Graduate student Sarah Babinski presented at the 49th Algonquian Conference at the end of October. There, she showed how stress patterns in the Southern East Cree language reveal a new perspective on the rules governing stress in Algonquian languages in general.

According to recent studies, North American indigenous languages from the Algonquian family are thought to feature words with extrametrical syllables. Extrametrical syllables are syllables that are ignored for the purpose of deciding where stress might fall in a word. For example, in Classical Latin, stress may fall on the second-to-last or the third-to-last syllable, but never the last syllable. Linguists believe that this is because the last syllable of a word in Classical Latin is extrametrical, so that it can never receive stress. Similarly, in the vast majority of Algonquian words, stress falls on the second-to-last or third-to-last syllable, but not the last syllable. This has led many Algonquian scholars to consider the last syllable of Algonquian words to be extrametrical.

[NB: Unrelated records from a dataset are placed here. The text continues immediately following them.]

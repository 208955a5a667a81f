use egui::{vec2, Align, Layout, RichText, Ui};

use crate::session::{EditorEvent, EditorSession};
use crate::theme::ThemeColors;
use crate::ui_controls;

#[derive(Default)]
pub struct ActionBarOutput {
    pub save_copy: bool,
}

pub fn show_action_bar(
    ui: &mut Ui,
    session: &EditorSession,
    theme: &ThemeColors,
    events: &mut Vec<EditorEvent>,
) -> ActionBarOutput {
    let action_h = theme.metrics.action_height;
    let button = vec2(92.0, action_h);
    let mut out = ActionBarOutput::default();
    let has_annotations = session.log().can_undo();

    ui.horizontal(|ui| {
        ui.spacing_mut().item_spacing = vec2(14.0, 0.0);

        let undo = ui.add_enabled_ui(has_annotations, |ui| {
            ui_controls::ghost_button(ui, theme, "↩ Undo", button)
        });
        if undo.inner.on_hover_text("Ctrl+Z").clicked() {
            events.push(EditorEvent::Undo);
        }

        let clear = ui.add_enabled_ui(has_annotations, |ui| {
            ui_controls::danger_button(ui, theme, "Clear all", button)
        });
        if clear.inner.clicked() {
            events.push(EditorEvent::RequestClear);
        }

        let (width, height) = session.original().dimensions();
        ui.label(
            RichText::new(format!(
                "{width}×{height} · {} annotations · {:.0}%",
                session.log().len(),
                session.viewport().zoom() * 100.0
            ))
            .color(theme.text_muted)
            .size(12.0),
        );

        ui.with_layout(Layout::right_to_left(Align::Center), |ui| {
            if ui_controls::primary_button(ui, theme, "Finish", button)
                .on_hover_text("Ctrl+Enter")
                .clicked()
            {
                events.push(EditorEvent::Finish);
            }
            if ui_controls::ghost_button(ui, theme, "Cancel", button).clicked() {
                events.push(EditorEvent::Cancel);
            }
            if ui_controls::ghost_button(ui, theme, "Save copy", button)
                .on_hover_text("Ctrl+S")
                .clicked()
            {
                out.save_copy = true;
            }
        });
    });

    out
}

/// Modal confirmation shown while a clear-all request is pending.
pub fn show_clear_dialog(ctx: &egui::Context, theme: &ThemeColors, events: &mut Vec<EditorEvent>) {
    egui::Window::new("Clear all annotations?")
        .collapsible(false)
        .resizable(false)
        .anchor(egui::Align2::CENTER_CENTER, [0.0, 0.0])
        .show(ctx, |ui| {
            ui.label("Every annotation will be removed and the original capture restored.");
            ui.add_space(8.0);
            ui.horizontal(|ui| {
                if ui_controls::danger_button(ui, theme, "Clear", vec2(90.0, 28.0)).clicked() {
                    events.push(EditorEvent::ConfirmClear);
                }
                if ui_controls::ghost_button(ui, theme, "Keep", vec2(90.0, 28.0)).clicked() {
                    events.push(EditorEvent::DismissClear);
                }
            });
        });
}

However, this apparent extrametricality in Algonquian is not without exception. In the Southern East Cree language, spoken in Quebec, the last syllable of a word is sometimes stressed. For example, in the word mees.ka.núu “road,” the last syllable núu is stressed. Because of these exceptions, Sarah proposes that words in this language do not actually have extrametrical syllables. Instead, the rules of stress in Southern East Cree organize words into sequences of two syllables, the second of which is stressed and the first of which is not. Such sequences are known as iambs. Furthermore, there is a preference for the stressed syllable in an iamb to be heavy—meaning it ends in a consonant or has a long vowel—and for the unstressed syllable to be light—meaning it is not heavy. What appears to be extrametricality occurs when the preferred type of iamb occurs before the end of a word. For example, in the word na.mée.pii “sucker fish,” the first syllable is light and the second syllable is heavy, so these two syllables form an iamb with the second syllable stressed. In the word mees.ka.núu “road,” the preferred iamb occurs at the end of the word, so the last syllable is stressed. When all syllables are heavy, as in pii.naa.tíkw “wooden clothespin,” the last syllable is stressed by default. This theory of light–heavy iambs accounts for both extrametricality and exceptions thereto, while situating the Algonquian languages within a larger class of languages with similar stress patterns.

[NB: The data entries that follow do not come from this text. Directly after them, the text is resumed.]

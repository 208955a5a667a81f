use std::path::{Path, PathBuf};

use anyhow::{bail, Context, Result};
use chrono::{DateTime, Local};
use image::{DynamicImage, ImageFormat, RgbaImage};
use serde::{Deserialize, Serialize};

use crate::config::{project_dirs, EditorConfig};

const FILENAME_TIME_FORMAT: &str = "%Y%m%d_%H%M%S";
const MAX_PATH_LEN: usize = 250;

/// Destination for finished screenshots.
pub trait ScreenshotSink {
    fn store(&mut self, image: &RgbaImage, task: &str, notes: &str) -> Result<PathBuf>;
}

#[derive(Clone, Debug, Serialize, Deserialize, PartialEq)]
pub struct ActivityRecord {
    pub id: u64,
    pub task_name: String,
    pub image_path: String,
    pub notes: String,
    pub timestamp: String,
    pub created_at: String,
    pub updated_at: String,
}

/// Screenshot directory plus the `records.json` index that lists them.
pub struct RecordStore {
    records_file: PathBuf,
    screenshot_dir: PathBuf,
}

impl RecordStore {
    pub fn new(data_dir: &Path, screenshot_dir: Option<&Path>) -> Self {
        Self {
            records_file: data_dir.join("records.json"),
            screenshot_dir: screenshot_dir
                .map(Path::to_path_buf)
                .unwrap_or_else(|| data_dir.join("screenshots")),
        }
    }

    pub fn open_default(config: &EditorConfig) -> Result<Self> {
        let dirs = project_dirs().context("cannot resolve data directory")?;
        Ok(Self::new(dirs.data_dir(), config.screenshot_dir.as_deref()))
    }

    pub fn screenshot_dir(&self) -> &Path {
        &self.screenshot_dir
    }

    pub fn load(&self) -> Result<Vec<ActivityRecord>> {
        if !self.records_file.exists() {
            return Ok(Vec::new());
        }
        let raw = std::fs::read_to_string(&self.records_file)
            .with_context(|| format!("cannot read {}", self.records_file.display()))?;
        serde_json::from_str(&raw)
            .with_context(|| format!("invalid records file {}", self.records_file.display()))
    }

    fn append(&self, record: ActivityRecord) -> Result<()> {
        let mut records = self.load()?;
        records.push(record);
        if let Some(parent) = self.records_file.parent() {
            std::fs::create_dir_all(parent)
                .with_context(|| format!("cannot create {}", parent.display()))?;
        }
        std::fs::write(&self.records_file, serde_json::to_string_pretty(&records)?)
            .with_context(|| format!("cannot write {}", self.records_file.display()))?;
        Ok(())
    }

    fn next_id(&self) -> Result<u64> {
        let records = self.load()?;
        Ok(records
            .last()
            .map(|record| record.id + 1)
            .unwrap_or(records.len() as u64 + 1))
    }

    fn store_at(&self, image: &RgbaImage, task: &str, notes: &str, now: DateTime<Local>) -> Result<PathBuf> {
        let task = task.trim();
        if task.is_empty() {
            bail!("task name is required");
        }
        let id = self.next_id()?;

        std::fs::create_dir_all(&self.screenshot_dir)
            .with_context(|| format!("cannot create {}", self.screenshot_dir.display()))?;
        let path = screenshot_path(&self.screenshot_dir, task, now);
        image
            .save_with_format(&path, ImageFormat::Png)
            .with_context(|| format!("cannot save png to {}", path.display()))?;

        let stamp = now.to_rfc3339();
        let absolute = std::fs::canonicalize(&path).unwrap_or_else(|_| path.clone());
        let record = ActivityRecord {
            id,
            task_name: task.to_string(),
            image_path: absolute.to_string_lossy().replace('\\', "/"),
            notes: notes.to_string(),
            timestamp: stamp.clone(),
            created_at: stamp.clone(),
            updated_at: stamp,
        };
        log::info!("record #{} saved to {}", record.id, path.display());
        self.append(record)?;
        Ok(path)
    }
}

impl ScreenshotSink for RecordStore {
    fn store(&mut self, image: &RgbaImage, task: &str, notes: &str) -> Result<PathBuf> {
        self.store_at(image, task, notes, Local::now())
    }
}

/// Keeps alphanumerics, spaces, `_` and `-`; everything else becomes `_`.
pub fn sanitize_task_name(task: &str) -> String {
    task.chars()
        .map(|c| {
            if c.is_alphanumeric() || matches!(c, ' ' | '_' | '-') {
                c
            } else {
                '_'
            }
        })
        .collect()
}

fn screenshot_path(dir: &Path, task: &str, now: DateTime<Local>) -> PathBuf {
    let stamp = now.format(FILENAME_TIME_FORMAT);
    let path = dir.join(format!("{stamp}_{}.png", sanitize_task_name(task)));
    if path.to_string_lossy().chars().count() > MAX_PATH_LEN {
        return dir.join(format!("{stamp}_screenshot.png"));
    }
    path
}

/// Writes a copy of the edited image; JPEG for `.jpg`/`.jpeg`, PNG otherwise.
pub fn export_image(image: &RgbaImage, path: &Path) -> Result<()> {
    let ext = path
        .extension()
        .and_then(|item| item.to_str())
        .unwrap_or("png")
        .to_ascii_lowercase();

    if ext == "jpg" || ext == "jpeg" {
        DynamicImage::ImageRgba8(image.clone())
            .to_rgb8()
            .save_with_format(path, ImageFormat::Jpeg)
            .with_context(|| format!("cannot save jpeg to {}", path.display()))?;
    } else {
        image
            .save_with_format(path, ImageFormat::Png)
            .with_context(|| format!("cannot save png to {}", path.display()))?;
    }
    log::info!("exported copy to {}", path.display());
    Ok(())
}

#[cfg(test)]
mod tests {
    use chrono::{Local, TimeZone};
    use image::{Rgba, RgbaImage};

    use super::{export_image, sanitize_task_name, screenshot_path, RecordStore, ScreenshotSink};

    #[test]
    fn task_name_is_sanitized() {
        assert_eq!(sanitize_task_name("Deploy v2/hotfix: api"), "Deploy v2_hotfix_ api");
        assert_eq!(sanitize_task_name("周报 review_1-a"), "周报 review_1-a");
    }

    #[test]
    fn long_paths_fall_back_to_generic_name() {
        let now = Local.with_ymd_and_hms(2024, 3, 9, 14, 5, 7).single().expect("valid time");
        let dir = std::path::Path::new("/tmp/shots");

        let short = screenshot_path(dir, "Weekly sync", now);
        assert_eq!(short, dir.join("20240309_140507_Weekly sync.png"));

        let long = screenshot_path(dir, &"x".repeat(300), now);
        assert_eq!(long, dir.join("20240309_140507_screenshot.png"));
    }

    #[test]
    fn store_writes_png_and_appends_records() {
        let dir = tempfile::tempdir().expect("tempdir");
        let mut store = RecordStore::new(dir.path(), None);
        let image = RgbaImage::from_pixel(8, 6, Rgba([1, 2, 3, 255]));

        let first = store.store(&image, "Bug #12", "crash on login").expect("first record");
        let second = store.store(&image, "Bug #13", "").expect("second record");

        assert!(first.starts_with(dir.path().join("screenshots")));
        assert!(first.to_string_lossy().ends_with("_Bug _12.png"));
        assert_eq!(image::open(&second).expect("png").to_rgba8(), image);

        let records = store.load().expect("records");
        assert_eq!(records.len(), 2);
        assert_eq!(records[0].id, 1);
        assert_eq!(records[1].id, 2);
        assert_eq!(records[0].task_name, "Bug #12");
        assert_eq!(records[0].notes, "crash on login");
        assert!(!records[0].image_path.contains('\\'));
    }

    #[test]
    fn empty_task_is_rejected() {
        let dir = tempfile::tempdir().expect("tempdir");
        let mut store = RecordStore::new(dir.path(), None);
        let image = RgbaImage::new(2, 2);

        assert!(store.store(&image, "   ", "notes").is_err());
        assert!(store.load().expect("records").is_empty());
    }

    #[test]
    fn corrupt_index_is_left_alone() {
        let dir = tempfile::tempdir().expect("tempdir");
        let index = dir.path().join("records.json");
        std::fs::write(&index, "{ not json").expect("write index");
        let mut store = RecordStore::new(dir.path(), None);

        assert!(store.store(&RgbaImage::new(2, 2), "Audit", "").is_err());
        assert_eq!(std::fs::read_to_string(&index).expect("index"), "{ not json");
        assert!(!dir.path().join("screenshots").exists());
    }

    #[test]
    fn custom_screenshot_dir_is_used() {
        let data = tempfile::tempdir().expect("data dir");
        let shots = tempfile::tempdir().expect("shots dir");
        let mut store = RecordStore::new(data.path(), Some(shots.path()));

        let path = store.store(&RgbaImage::new(3, 3), "Audit", "").expect("record");
        assert!(path.starts_with(shots.path()));
        assert!(data.path().join("records.json").exists());
    }

    #[test]
    fn export_picks_format_from_extension() {
        let dir = tempfile::tempdir().expect("tempdir");
        let image = RgbaImage::from_pixel(4, 4, Rgba([200, 10, 10, 255]));

        let png = dir.path().join("copy.png");
        export_image(&image, &png).expect("png export");
        assert_eq!(image::open(&png).expect("png").to_rgba8(), image);

        let jpeg = dir.path().join("copy.jpeg");
        export_image(&image, &jpeg).expect("jpeg export");
        assert_eq!(image::open(&jpeg).expect("jpeg").color(), image::ColorType::Rgb8);
    }
}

The Algonquian Conference is an annual meeting of scholars presenting research on the languages, cultures, and social issues of the Algonquian peoples, a family of indigenous peoples of Canada and the northern United States. The 49th Algonquian Conference was held from October 27 to 29 at the Université de Montréal in Montreal, Canada. The program and abstracts (in French and English) are available on the conference website.